En sus textos también aparece Sabino Fernández Campo, secretario general de la Casa del Rey en 1981. Merino sostiene que Sabino le mostró escritos personales sobre los acontecimientos del 23 de febrero y le habló de reuniones previas en La Zarzuela.
El “Plan de Operaciones”
Uno de los elementos más importantes recogidos por Merino es el denominado “Plan de Operaciones” atribuido a Alfonso Armada. Según ese relato, el plan contemplaba la entrada de Antonio Tejero en el Congreso entre las cinco y las siete de la tarde, la retención del Gobierno y la posterior intervención de Armada como figura de consenso.
El esquema incluía la formación de un Gobierno de Concentración presidido por el propio Armada, con Felipe González como vicepresidente político. Posteriormente, el Rey validaría la solución y se dirigiría a la nación.
De hecho, Merino afirmó en una entrevista en 2014 que “no se ha escrito ni la décima parte” de lo ocurrido durante la Transición y el 23-F. También calificó a Adolfo Suárez como “una marioneta” y situó a Torcuato Fernández-Miranda como verdadero arquitecto de la Ley para la Reforma Política.

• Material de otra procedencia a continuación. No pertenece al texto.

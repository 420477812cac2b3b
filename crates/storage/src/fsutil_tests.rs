// SPDX-License-Identifier: BUSL-1.1
// Copyright (c) 2026 Alfred Jean LLC

use super::*;
use std::os::unix::fs::PermissionsExt;
use tempfile::tempdir;

#[test]
fn write_atomic_creates_parents_and_sets_mode() {
    let dir = tempdir().unwrap();
    let path = dir.path().join("a/b/doc.json");

    write_atomic(&path, b"{}").unwrap();

    assert_eq!(fs::read(&path).unwrap(), b"{}");
    let file_mode = fs::metadata(&path).unwrap().permissions().mode() & 0o777;
    assert_eq!(file_mode, FILE_MODE);
    let dir_mode = fs::metadata(path.parent().unwrap()).unwrap().permissions().mode() & 0o777;
    assert_eq!(dir_mode, DIR_MODE);
}

#[test]
fn write_atomic_replaces_existing_contents() {
    let dir = tempdir().unwrap();
    let path = dir.path().join("doc");

    write_atomic(&path, b"one").unwrap();
    write_atomic(&path, b"two").unwrap();

    assert_eq!(fs::read_to_string(&path).unwrap(), "two");
}

#[test]
fn write_atomic_leaves_no_temp_files() {
    let dir = tempdir().unwrap();
    let path = dir.path().join("doc");

    write_atomic(&path, b"x").unwrap();

    let names: Vec<_> = fs::read_dir(dir.path())
        .unwrap()
        .map(|e| e.unwrap().file_name().to_string_lossy().into_owned())
        .collect();
    assert_eq!(names, vec!["doc".to_string()]);
}

#[test]
fn write_json_pretty_ends_with_newline() {
    let dir = tempdir().unwrap();
    let path = dir.path().join("doc.json");

    write_json_pretty(&path, &serde_json::json!({"a": 1})).unwrap();

    let raw = fs::read_to_string(&path).unwrap();
    assert!(raw.ends_with('\n'));
    let back: serde_json::Value = serde_json::from_str(&raw).unwrap();
    assert_eq!(back["a"], 1);
}

#[test]
fn append_line_accumulates() {
    let dir = tempdir().unwrap();
    let path = dir.path().join("log");

    append_line(&path, "one").unwrap();
    append_line(&path, "two").unwrap();

    assert_eq!(fs::read_to_string(&path).unwrap(), "one\ntwo\n");
    let mode = fs::metadata(&path).unwrap().permissions().mode() & 0o777;
    assert_eq!(mode, FILE_MODE);
}
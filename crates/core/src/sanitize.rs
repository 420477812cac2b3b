// SPDX-License-Identifier: BUSL-1.1
// Copyright (c) 2026 Alfred Jean LLC

//! Name sanitization for fabric identifiers.
//!
//! Team names, worker names, and task ids all end up as filename components
//! and multiplexer session tokens, so they are reduced to a single safe
//! character class before any path is derived from them.

use thiserror::Error;

#[derive(Debug, Error, PartialEq, Eq)]
pub enum SanitizeError {
    #[error("name is empty after sanitization: {0:?}")]
    Empty(String),

    #[error("name is not usable as a path component: {0:?}")]
    Unsafe(String),
}

/// Characters allowed in team, worker, and task names.
pub fn is_safe_char(ch: char) -> bool {
    ch.is_ascii_alphanumeric() || matches!(ch, '-' | '_' | '.')
}

/// Reduce an untrusted name to the safe character class.
///
/// Replaces anything outside `[A-Za-z0-9._-]` with a hyphen, collapses
/// hyphen runs, and trims leading/trailing hyphens. Fails when nothing
/// survives. Idempotent: sanitizing a sanitized name is a no-op.
pub fn sanitize_name(input: &str) -> Result<String, SanitizeError> {
    let mut out = String::with_capacity(input.len());
    let mut last_was_hyphen = false;
    for ch in input.chars() {
        if is_safe_char(ch) && ch != '-' {
            out.push(ch);
            last_was_hyphen = false;
        } else if !last_was_hyphen {
            out.push('-');
            last_was_hyphen = true;
        }
    }
    let trimmed = out.trim_matches('-');
    if trimmed.is_empty() {
        return Err(SanitizeError::Empty(input.to_string()));
    }
    // "." and ".." survive the character class but are path traversal, not names
    if trimmed.chars().all(|c| c == '.') {
        return Err(SanitizeError::Unsafe(input.to_string()));
    }
    Ok(trimmed.to_string())
}

#[cfg(test)]
#[path = "sanitize_tests.rs"]
mod tests;
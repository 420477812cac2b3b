// SPDX-License-Identifier: BUSL-1.1
// Copyright (c) 2026 Alfred Jean LLC

use super::*;
use crate::task::TaskId;
use chrono::DateTime;

fn ts() -> DateTime<Utc> {
    DateTime::from_timestamp_millis(1_700_000_000_000).unwrap()
}

#[test]
fn inbox_message_parses_lead_line() {
    let msg: InboxMessage = serde_json::from_str(
        r#"{"type":"context","content":"focus on the parser","timestamp":"2024-01-01T00:00:00Z"}"#,
    )
    .unwrap();
    assert_eq!(msg.kind, "context");
    assert_eq!(msg.content, "focus on the parser");
}

#[test]
fn inbox_message_preserves_unknown_kinds() {
    let msg: InboxMessage = serde_json::from_str(
        r#"{"type":"some_future_kind","content":"x","timestamp":"2024-01-01T00:00:00Z"}"#,
    )
    .unwrap();
    assert_eq!(msg.kind, "some_future_kind");
}

#[test]
fn task_complete_wire_format() {
    let msg = OutboxMessage::TaskComplete {
        task_id: TaskId::parse("1").unwrap(),
        summary: "ok".to_string(),
        timestamp: ts(),
    };
    let value = serde_json::to_value(&msg).unwrap();
    assert_eq!(value["type"], "task_complete");
    assert_eq!(value["taskId"], "1");
    assert_eq!(value["summary"], "ok");
    assert!(value["timestamp"].is_string());
}

#[test]
fn task_failed_wire_format() {
    let msg = OutboxMessage::TaskFailed {
        task_id: TaskId::parse("7").unwrap(),
        error: "boom".to_string(),
        attempt: 2,
        timestamp: ts(),
    };
    let value = serde_json::to_value(&msg).unwrap();
    assert_eq!(value["type"], "task_failed");
    assert_eq!(value["taskId"], "7");
    assert_eq!(value["attempt"], 2);
}

#[test]
fn shutdown_ack_wire_format() {
    let msg = OutboxMessage::ShutdownAck {
        request_id: "req-9".to_string(),
        timestamp: ts(),
    };
    let value = serde_json::to_value(&msg).unwrap();
    assert_eq!(value["type"], "shutdown_ack");
    assert_eq!(value["requestId"], "req-9");
}

#[test]
fn round_trips_every_variant() {
    let variants = vec![
        OutboxMessage::TaskComplete {
            task_id: TaskId::parse("1").unwrap(),
            summary: "s".into(),
            timestamp: ts(),
        },
        OutboxMessage::TaskFailed {
            task_id: TaskId::parse("1").unwrap(),
            error: "e".into(),
            attempt: 1,
            timestamp: ts(),
        },
        OutboxMessage::Error { message: "m".into(), timestamp: ts() },
        OutboxMessage::Idle { message: "m".into(), timestamp: ts() },
        OutboxMessage::ShutdownAck { request_id: "r".into(), timestamp: ts() },
    ];
    for msg in variants {
        let line = serde_json::to_string(&msg).unwrap();
        let back: OutboxMessage = serde_json::from_str(&line).unwrap();
        assert_eq!(back, msg);
        assert_eq!(serde_json::to_value(&msg).unwrap()["type"], msg.kind());
    }
}
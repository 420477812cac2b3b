// SPDX-License-Identifier: BUSL-1.1
// Copyright (c) 2026 Alfred Jean LLC

//! omcd: the per-worker bridge daemon.
//!
//! One process per worker. Exit code 0 means a clean, acked shutdown;
//! exit code 1 means the configuration gate rejected the start.

mod config;
mod env;
mod logging;

use clap::Parser;
use omc_core::SystemClock;
use omc_engine::Bridge;
use std::path::PathBuf;
use std::process::ExitCode;
use thiserror::Error;

#[derive(Debug, Parser)]
#[command(name = "omcd", version, about = "Worker bridge daemon for the omc fabric")]
struct Args {
    /// Worker configuration document (JSON)
    #[arg(long)]
    config: PathBuf,
}

#[derive(Debug, Error)]
enum StartupError {
    #[error(transparent)]
    Config(#[from] config::ConfigError),

    #[error("failed to start async runtime: {0}")]
    Runtime(std::io::Error),

    #[error(transparent)]
    Bridge(#[from] omc_engine::BridgeError),
}

fn main() -> ExitCode {
    let args = Args::parse();
    match run(args) {
        Ok(()) => ExitCode::SUCCESS,
        Err(e) => {
            eprintln!("omcd: {}", e);
            ExitCode::FAILURE
        }
    }
}

fn run(args: Args) -> Result<(), StartupError> {
    let state_root = env::state_dir()?;
    let config = config::load(&args.config, &state_root)?;
    let _log_guard = logging::init(&state_root, &config);

    let runtime = tokio::runtime::Builder::new_multi_thread()
        .enable_all()
        .build()
        .map_err(StartupError::Runtime)?;
    runtime.block_on(async move {
        let mut bridge = Bridge::new(config, state_root, SystemClock)?;
        bridge.run().await
    })?;
    Ok(())
}
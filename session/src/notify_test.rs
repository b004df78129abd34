use super::*;

#[test]
fn no_outcome_no_notice() {
    assert_eq!(Notice::from_state(&SessionState::default()), None);
}

#[test]
fn error_outcome_wins_over_success() {
    let state = SessionState {
        is_error: true,
        is_success: true,
        message: Some("Invalid credentials".to_owned()),
        ..SessionState::default()
    };
    assert_eq!(Notice::from_state(&state), Some(Notice::error("Invalid credentials")));
}

#[test]
fn error_without_message_gets_generic_text() {
    let state = SessionState { is_error: true, ..SessionState::default() };
    assert_eq!(Notice::from_state(&state), Some(Notice::error("Something went wrong.")));
}

#[test]
fn success_without_message_is_silent() {
    let state = SessionState { is_success: true, ..SessionState::default() };
    assert_eq!(Notice::from_state(&state), None);
}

Estas afirmaciones proceden de testimonios personales. Precisamente por eso, la publicación de los archivos desclasificados 23-F puede aportar datos objetivos que confirmen esta historia verosimil..
Queremos saber
Cuarenta y cinco años después, la sociedad sigue preguntándose qué conocían las instituciones en aquellas horas críticas y si estaban implicadas, desde lo más alto hasta los partidos políticos pasando por los servicios secretos.
Los documentos permitirán cotejar fechas, comunicaciones y decisiones adoptadas durante la irrupción armada en el Congreso mientras se votaba la investidura de Leopoldo Calvo-Sotelo. También ayudarán a aclarar qué contactos existieron antes del golpe y cómo reaccionaron los distintos mandos militares.
La verdad histórica no puede depender de silencios administrativos ni de decisiones políticas coyunturales.
La sociedad se fortalece cuando afronta su pasado con rigor, no cuando el gobierno de turno lo administra según conveniencias. La apertura de los archivos desclasificados 23-F representa un paso relevante, pero no definitivo. España necesita conocer con precisión qué ocurrió en febrero de 1981, quién tomó decisiones y bajo qué circunstancias. Y si las máximas instancias del Estado tuvieron responsabilidad deberán cargar con sus consecuencias. Cualquier revisión histórica debe apoyarse en documentos contrastables, no en relatos interesados.
Si los nuevos archivos aportan luz, contribuirán a cerrar heridas abiertas y a fortalecer la confianza institucional. Si revelan zonas oscuras, exigirán responsabilidad histórica.
p.d. : En el día, al escribir este editorial, nos hemos enterado que el coronel D. Antonio Tejero ha fallecido. DEP.